→ **Task**: Go through the lines below and tally each one holding "operations". Write only the total.

★ ★ ★ ★

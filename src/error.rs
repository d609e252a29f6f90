//! Error types for MeridianKV
//!
//! Provides a unified error type for all operations and the mapping from
//! internal errors to protocol error codes.

use thiserror::Error;

/// Result type alias using MeridianError
pub type Result<T> = std::result::Result<T, MeridianError>;

/// Unified error type for MeridianKV operations
#[derive(Debug, Error)]
pub enum MeridianError {
    // -------------------------------------------------------------------------
    // I/O Errors
    // -------------------------------------------------------------------------
    #[error("IO error: {0}")]
    Io(#[from] std::io::Error),

    // -------------------------------------------------------------------------
    // Storage Errors
    // -------------------------------------------------------------------------
    #[error("corruption detected: {0}")]
    Corruption(String),

    #[error("serialization error: {0}")]
    Serialization(String),

    // -------------------------------------------------------------------------
    // Network Errors
    // -------------------------------------------------------------------------
    #[error("network error: {0}")]
    Network(String),

    #[error("protocol error: {0}")]
    Protocol(String),

    // -------------------------------------------------------------------------
    // Replication Errors
    // -------------------------------------------------------------------------
    /// Write sent to a node that is not the primary. Carries the primary's
    /// client-facing port when known, so clients can re-dial.
    #[error("not primary")]
    NotPrimary { kv_port: Option<u16> },

    /// No majority ack within the write timeout. Transient; clients may retry.
    #[error("unavailable: {0}")]
    Unavailable(String),

    // -------------------------------------------------------------------------
    // Feature / Configuration Errors
    // -------------------------------------------------------------------------
    #[error("indexes are disabled on this node")]
    IndexesDisabled,

    #[error("configuration error: {0}")]
    Config(String),
}

impl MeridianError {
    /// Protocol error code for this error (the `error` field of a response).
    pub fn code(&self) -> &'static str {
        match self {
            MeridianError::Protocol(_) => "protocol",
            MeridianError::NotPrimary { .. } => "not_primary",
            MeridianError::Unavailable(_) => "unavailable",
            MeridianError::IndexesDisabled => "indexes_disabled",
            // Corruption and serialization failures surface as IO: from the
            // client's point of view the write did not become durable.
            MeridianError::Io(_)
            | MeridianError::Corruption(_)
            | MeridianError::Serialization(_)
            | MeridianError::Network(_)
            | MeridianError::Config(_) => "io",
        }
    }
}

impl From<bincode::Error> for MeridianError {
    fn from(e: bincode::Error) -> Self {
        MeridianError::Serialization(e.to_string())
    }
}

★ ★ ★ ★

→ **Result of the task**: 2